The centrepiece of Michael Coleman's 99 Books + at the Cross Gallery is the title project. There are, besides, a group of 12 colour drawings included in the show, though it is hard to figure out why. They don't add anything to the books, which is no particular harm, but they may just detract from them, which would be a shame, because otherwise the show is an exuberant, inventive pleasure and is beautifully presented.
Each book is unique, although there are consistent elements, including a concertina format. The unique aspect is that, between its red covers, each volume unfolds into a continuous watercolour. On the reverse is printed a sequence of line drawings exploring the interior and exterior of a house in Salzburg - Grodig 1 - where, a note with the exhibition informs us, Coleman is a regular guest. The bold red binding, with a white V on one board, is apparently derived from the shutters on Grodig 1. The whole project was put together in Austria, at the Traklhaus Print Studio, where the artist has also worked previously.
The printed drawings have a tentative, informal quality, consolidating a recent, representational trend in Coleman's work. There are even a couple of self-portraits incorporated in the interiors. The watercolours, on the other hand, are abstract and gestural and very free. Some generate ambient colour-worlds, others depend on dot and linear patterns, but practically all of them are buoyantly good-humoured, delighting in the opportunities presented by the format.
One could generalise and say that Coleman is an artist who usually works within, and responds well to, given strictures. But he also likes pushing at the limits, to the point where the whole framework is threatened with disintegration. Here, the two kinds of pleasurable space he evokes - the domestic spaces of the representational images and the imaginative space of the watercolours - complement one another and coexist in a state of happy equilibrium. The presentation is unorthodox and captures the spirit of the whole enterprise.
There are enough younger painters working in a realist vein in Ireland to make them something of an unaffiliated, informal grouping.

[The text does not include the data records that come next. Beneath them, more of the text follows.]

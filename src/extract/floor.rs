use regex::Regex;
use std::sync::LazyLock;

#[derive(Debug, Clone, Copy, PartialEq, Eq)]
pub struct FloorMatch {
    pub floor: i64,
    /// Known only when the matched phrase encodes it.
    pub total_floors: Option<i64>,
}

struct FloorRule {
    pattern: Regex,
    floor_group: usize,
    total_group: Option<usize>,
}

impl FloorRule {
    fn new(pattern: &str, floor_group: usize, total_group: Option<usize>) -> Self {
        Self {
            pattern: Regex::new(pattern).unwrap(),
            floor_group,
            total_group,
        }
    }

    fn apply(&self, text: &str) -> Option<FloorMatch> {
        let caps = self.pattern.captures(text)?;
        let floor = caps.get(self.floor_group)?.as_str().parse().ok()?;
        let total_floors = self
            .total_group
            .and_then(|g| caps.get(g))
            .and_then(|m| m.as_str().parse().ok());
        Some(FloorMatch {
            floor,
            total_floors,
        })
    }
}

/// Tried in order; the first rule that matches decides.
static FLOOR_RULES: LazyLock<Vec<FloorRule>> = LazyLock::new(|| {
    vec![
        // "floor 3 of 9", "этаж 3 из 9"
        FloorRule::new(r"(?i)(?:(?:этаж|floor)\s*)?(\d{1,2})\s*(?:из|of)\s*(\d{1,2})", 1, Some(2)),
        // "floor: 3", "этаж - 3/9"
        FloorRule::new(r"(?i)(?:этаж|floor)\s*[:\-]?\s*(\d{1,2})(?:\s*/\s*(\d{1,2}))?", 1, Some(2)),
        // "floor 3/9"
        FloorRule::new(r"(?i)(?:этаж|floor)\s*(\d{1,2})\s*/\s*(\d{1,2})", 1, Some(2)),
        // "floor 3"
        FloorRule::new(r"(?i)(?:этаж|floor)\s*(\d{1,2})", 1, None),
        // "3/9 этаж"
        FloorRule::new(r"(?i)(\d{1,2})\s*/\s*(\d{1,2})\s*этаж", 1, Some(2)),
        // "3-й этаж", "3 этаж"
        FloorRule::new(r"(?i)(\d{1,2})\s*(?:-?\s*й)?\s*этаж", 1, None),
    ]
});

pub fn extract_floor(text: &str) -> Option<FloorMatch> {
    FLOOR_RULES.iter().find_map(|rule| rule.apply(text))
}
//! Object storage for downloaded media.
//!
//! Objects are addressed by `(bucket, path)`. `put` overwrites, so
//! re-processing a message replaces its object instead of duplicating it.

use std::path::{Component, Path, PathBuf};

use async_trait::async_trait;

use crate::config::StorageConfig;
use crate::error::StorageError;
use crate::storage_s3::S3ObjectStore;

#[async_trait]
pub trait ObjectStore: Send + Sync {
    /// Bucket that new uploads go to.
    fn default_bucket(&self) -> &str;

    /// Store `bytes` at `path`, replacing any existing object.
    async fn put(
        &self,
        bucket: &str,
        path: &str,
        bytes: &[u8],
        content_type: &str,
    ) -> Result<(), StorageError>;

    /// Public URL of an object.
    fn public_url(&self, bucket: &str, path: &str) -> String;

    /// Remove objects in bulk. Missing objects are not an error.
    async fn remove(&self, bucket: &str, paths: &[String]) -> Result<(), StorageError>;
}

/// Build the object store selected by `[storage].backend`.
pub fn create_store(config: &StorageConfig) -> anyhow::Result<Box<dyn ObjectStore>> {
    match config.backend.as_str() {
        "fs" => {
            let root = config
                .root
                .clone()
                .ok_or_else(|| anyhow::anyhow!("storage.root must be set for the fs backend"))?;
            let base = config
                .public_base_url
                .clone()
                .unwrap_or_else(|| format!("file://{}", root.display()));
            Ok(Box::new(FsObjectStore::new(root, &config.bucket, &base)))
        }
        "s3" => Ok(Box::new(S3ObjectStore::from_config(config)?)),
        other => anyhow::bail!("Unknown storage backend: '{}'", other),
    }
}

/// Stores objects as files under `{root}/{bucket}/{path}`.
pub struct FsObjectStore {
    root: PathBuf,
    bucket: String,
    public_base_url: String,
}

impl FsObjectStore {
    pub fn new(root: PathBuf, bucket: &str, public_base_url: &str) -> Self {
        Self {
            root,
            bucket: bucket.to_string(),
            public_base_url: public_base_url.trim_end_matches('/').to_string(),
        }
    }

    /// Resolve an object path, refusing anything that would escape the root.
    fn resolve(&self, bucket: &str, path: &str) -> Result<PathBuf, StorageError> {
        let rel = Path::new(path);
        let safe = rel
            .components()
            .all(|c| matches!(c, Component::Normal(_)));
        if !safe || path.is_empty() || bucket.is_empty() || bucket.contains(['/', '\\']) {
            return Err(StorageError::InvalidPath(format!("{}/{}", bucket, path)));
        }
        Ok(self.root.join(bucket).join(rel))
    }
}

#[async_trait]
impl ObjectStore for FsObjectStore {
    fn default_bucket(&self) -> &str {
        &self.bucket
    }

    async fn put(
        &self,
        bucket: &str,
        path: &str,
        bytes: &[u8],
        _content_type: &str,
    ) -> Result<(), StorageError> {
        let target = self.resolve(bucket, path)?;
        if let Some(parent) = target.parent() {
            tokio::fs::create_dir_all(parent).await?;
        }
        tokio::fs::write(&target, bytes).await?;
        Ok(())
    }

    fn public_url(&self, bucket: &str, path: &str) -> String {
        format!("{}/{}/{}", self.public_base_url, bucket, path)
    }

    async fn remove(&self, bucket: &str, paths: &[String]) -> Result<(), StorageError> {
        for path in paths {
            let target = self.resolve(bucket, path)?;
            match tokio::fs::remove_file(&target).await {
                Ok(()) => {}
                Err(e) if e.kind() == std::io::ErrorKind::NotFound => {}
                Err(e) => return Err(e.into()),
            }
        }
        Ok(())
    }
}
use anyhow::Result;
use sqlx::SqlitePool;

use crate::config::Config;
use crate::db;

pub async fn run_migrations(config: &Config) -> Result<()> {
    let pool = db::connect(config).await?;
    migrate_pool(&pool).await?;
    pool.close().await;
    Ok(())
}

/// Create all catalog tables and indexes on an open pool. Idempotent.
pub async fn migrate_pool(pool: &SqlitePool) -> Result<()> {
    // Tracked channels; last_message_id is the incremental-sync watermark
    sqlx::query(
        r#"
        CREATE TABLE IF NOT EXISTS sources (
            id TEXT PRIMARY KEY,
            kind TEXT NOT NULL DEFAULT 'telegram_channel',
            peer_id INTEGER NOT NULL UNIQUE,
            title TEXT,
            username TEXT,
            last_message_id INTEGER,
            created_at INTEGER NOT NULL,
            updated_at INTEGER NOT NULL
        )
        "#,
    )
    .execute(pool)
    .await?;

    sqlx::query(
        r#"
        CREATE TABLE IF NOT EXISTS channel_messages (
            id TEXT PRIMARY KEY,
            source_id TEXT NOT NULL,
            message_id INTEGER NOT NULL,
            grouped_id INTEGER,
            posted_at INTEGER NOT NULL,
            text_raw TEXT,
            permalink TEXT,
            has_media INTEGER NOT NULL DEFAULT 0,
            media_count INTEGER NOT NULL DEFAULT 0,
            UNIQUE(source_id, message_id),
            FOREIGN KEY (source_id) REFERENCES sources(id)
        )
        "#,
    )
    .execute(pool)
    .await?;

    sqlx::query(
        r#"
        CREATE TABLE IF NOT EXISTS listings (
            id TEXT PRIMARY KEY,
            source_id TEXT NOT NULL,
            listing_key INTEGER NOT NULL,
            message_id INTEGER NOT NULL,
            title TEXT,
            description_raw TEXT,
            permalink TEXT,
            posted_at INTEGER NOT NULL,
            price_value REAL,
            price_currency TEXT,
            price_usd REAL,
            area_m2 REAL,
            floor INTEGER,
            total_floors INTEGER,
            rooms_text TEXT,
            rooms_bedrooms INTEGER,
            rooms_living INTEGER,
            condition_norm TEXT,
            property_type TEXT,
            address_text TEXT,
            street TEXT,
            district TEXT,
            building_name TEXT,
            lat REAL,
            lng REAL,
            created_at INTEGER NOT NULL,
            updated_at INTEGER NOT NULL,
            UNIQUE(source_id, listing_key),
            FOREIGN KEY (source_id) REFERENCES sources(id)
        )
        "#,
    )
    .execute(pool)
    .await?;

    // Tombstones: keys that ingestion must never re-create
    sqlx::query(
        r#"
        CREATE TABLE IF NOT EXISTS excluded_listings (
            id TEXT PRIMARY KEY,
            source_id TEXT NOT NULL,
            listing_key INTEGER NOT NULL,
            message_id INTEGER,
            permalink TEXT,
            reason TEXT,
            deleted_by TEXT,
            created_at INTEGER NOT NULL,
            UNIQUE(source_id, listing_key)
        )
        "#,
    )
    .execute(pool)
    .await?;

    sqlx::query(
        r#"
        CREATE TABLE IF NOT EXISTS media (
            id TEXT PRIMARY KEY,
            message_row_id TEXT NOT NULL,
            media_type TEXT NOT NULL,
            storage_bucket TEXT NOT NULL,
            storage_path TEXT NOT NULL,
            public_url TEXT NOT NULL,
            position INTEGER NOT NULL,
            UNIQUE(message_row_id, position),
            FOREIGN KEY (message_row_id) REFERENCES channel_messages(id) ON DELETE CASCADE
        )
        "#,
    )
    .execute(pool)
    .await?;

    sqlx::query(
        r#"
        CREATE TABLE IF NOT EXISTS listing_images (
            listing_id TEXT NOT NULL,
            media_id TEXT NOT NULL,
            url TEXT NOT NULL,
            position INTEGER NOT NULL,
            PRIMARY KEY (listing_id, position),
            FOREIGN KEY (listing_id) REFERENCES listings(id) ON DELETE CASCADE,
            FOREIGN KEY (media_id) REFERENCES media(id) ON DELETE CASCADE
        )
        "#,
    )
    .execute(pool)
    .await?;

    // Create indexes
    sqlx::query(
        "CREATE INDEX IF NOT EXISTS idx_messages_grouped ON channel_messages(source_id, grouped_id)",
    )
    .execute(pool)
    .await?;
    sqlx::query("CREATE INDEX IF NOT EXISTS idx_listings_source ON listings(source_id)")
        .execute(pool)
        .await?;
    sqlx::query("CREATE INDEX IF NOT EXISTS idx_listing_images_media ON listing_images(media_id)")
        .execute(pool)
        .await?;

    Ok(())
}
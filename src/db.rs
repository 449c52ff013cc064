//! SQLite pool for the catalog.
//!
//! The control surface writes (PATCH, delete) while a background sync run
//! holds the same database, so connections wait on a lock instead of
//! failing with `SQLITE_BUSY`.

use anyhow::{Context, Result};
use sqlx::sqlite::{
    SqliteConnectOptions, SqliteJournalMode, SqlitePool, SqlitePoolOptions, SqliteSynchronous,
};
use std::path::Path;
use std::time::Duration;

use crate::config::Config;

const BUSY_TIMEOUT: Duration = Duration::from_secs(10);
const MAX_CONNECTIONS: u32 = 5;

pub async fn connect(config: &Config) -> Result<SqlitePool> {
    connect_path(&config.db.path).await
}

/// Open (creating if needed) the database file at `db_path`.
pub async fn connect_path(db_path: &Path) -> Result<SqlitePool> {
    if let Some(parent) = db_path.parent() {
        if !parent.as_os_str().is_empty() {
            std::fs::create_dir_all(parent).with_context(|| {
                format!("Failed to create database directory: {}", parent.display())
            })?;
        }
    }

    let options = SqliteConnectOptions::new()
        .filename(db_path)
        .create_if_missing(true)
        .foreign_keys(true)
        .journal_mode(SqliteJournalMode::Wal)
        .synchronous(SqliteSynchronous::Normal)
        .busy_timeout(BUSY_TIMEOUT);

    SqlitePoolOptions::new()
        .max_connections(MAX_CONNECTIONS)
        .connect_with(options)
        .await
        .with_context(|| format!("Failed to open database: {}", db_path.display()))
}
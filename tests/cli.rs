use std::fs;
use std::path::{Path, PathBuf};
use std::process::Command;
use tempfile::TempDir;

fn setup_test_env() -> (TempDir, PathBuf) {
    let tmp = TempDir::new().unwrap();
    let root = tmp.path().to_path_buf();

    let config_dir = root.join("config");
    fs::create_dir_all(&config_dir).unwrap();

    let config_content = format!(
        r#"[db]
path = "{}/data/estate.sqlite"

[channel]
handle = "@tbilisi_flats"

[storage]
backend = "fs"
root = "{}/media"

[server]
bind = "127.0.0.1:7391"
"#,
        root.display(),
        root.display()
    );

    let config_path = config_dir.join("estate.toml");
    fs::write(&config_path, config_content).unwrap();

    (tmp, config_path)
}

fn run_estate(config_path: &Path, args: &[&str]) -> (String, String, bool) {
    let binary = env!("CARGO_BIN_EXE_estate");
    let workdir = config_path.parent().unwrap();
    let output = Command::new(binary)
        .current_dir(workdir)
        .env_remove("ESTATE_CHANNEL_TOKEN")
        .env_remove("ESTATE_API_TOKEN")
        .arg("--config")
        .arg(config_path.to_str().unwrap())
        .args(args)
        .output()
        .unwrap_or_else(|e| panic!("Failed to run estate binary at {:?}: {}", binary, e));

    let stdout = String::from_utf8_lossy(&output.stdout).to_string();
    let stderr = String::from_utf8_lossy(&output.stderr).to_string();
    (stdout, stderr, output.status.success())
}

#[test]
fn test_init_idempotent() {
    let (_tmp, config_path) = setup_test_env();

    let (stdout, stderr, success) = run_estate(&config_path, &["init"]);
    assert!(success, "init failed: stdout={}, stderr={}", stdout, stderr);
    assert!(stdout.contains("initialized"));

    let (_, _, success) = run_estate(&config_path, &["init"]);
    assert!(success, "second init failed (not idempotent)");
}

#[test]
fn test_sources_before_first_sync() {
    let (_tmp, config_path) = setup_test_env();
    run_estate(&config_path, &["init"]);

    let (stdout, _, success) = run_estate(&config_path, &["sources"]);
    assert!(success);
    assert!(stdout.contains("No sources yet"));
    assert!(stdout.contains("@tbilisi_flats"));
}

#[test]
fn test_extract_preview() {
    let (_tmp, config_path) = setup_test_env();

    let (stdout, stderr, success) = run_estate(
        &config_path,
        &["extract", "--preview", "Цена: $120,000\n2+1, 85 м²\n7/12 этаж"],
    );
    assert!(success, "preview failed: {}", stderr);
    assert!(stdout.contains("price:          120000 USD"));
    assert!(stdout.contains("rooms:          2+1"));
    assert!(stdout.contains("floor:          7/12"));
}

#[test]
fn test_extract_on_empty_catalog() {
    let (_tmp, config_path) = setup_test_env();
    run_estate(&config_path, &["init"]);

    let (stdout, _, success) = run_estate(&config_path, &["extract"]);
    assert!(success);
    assert!(stdout.contains("scanned: 0"));
    assert!(stdout.contains("ok"));
}

#[test]
fn test_get_missing_listing_fails() {
    let (_tmp, config_path) = setup_test_env();
    run_estate(&config_path, &["init"]);

    let (_, stderr, success) = run_estate(&config_path, &["get", "no-such-id"]);
    assert!(!success);
    assert!(stderr.contains("listing not found"));
}

#[test]
fn test_sync_requires_channel_token() {
    let (_tmp, config_path) = setup_test_env();
    run_estate(&config_path, &["init"]);

    let (_, stderr, success) = run_estate(&config_path, &["sync", "incremental"]);
    assert!(!success);
    assert!(stderr.contains("ESTATE_CHANNEL_TOKEN"));
}

#[test]
fn test_invalid_config_is_rejected() {
    let (tmp, config_path) = setup_test_env();
    let broken = fs::read_to_string(&config_path)
        .unwrap()
        .replace("@tbilisi_flats", "");
    let broken_path = tmp.path().join("config").join("broken.toml");
    fs::write(&broken_path, broken).unwrap();

    let (_, stderr, success) = run_estate(&broken_path, &["init"]);
    assert!(!success);
    assert!(stderr.contains("channel.handle"));
}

Patrick Redmond, showing at the Molesworth Gallery, is one of them. He works on a small scale and mostly depicts workaday things, including such pop consumer items as Pepsi cans and confectionery, in a photographic manner. That is, his painterly technique deliberately emulates photographic effects, including shallow depth of field. Nobody has painted confectionery as well as Wayne Thiebaud, but Redmond evidently has something different in mind.
What he has in mind are a series of visual-verbal puns, titling the stacked ingredients for a fry Full Irish, or a crumpled ball of paper Bad Idea. This may well go down a treat with some people, but by going in this direction he is selling himself short. It's like making paintings with an inbuilt redundancy, short-circuiting each image. He's on more promising, ambiguous ground with the rumpled, taped Package, and some other pieces. He clearly has ability and instinct, but also a tendency to curb them.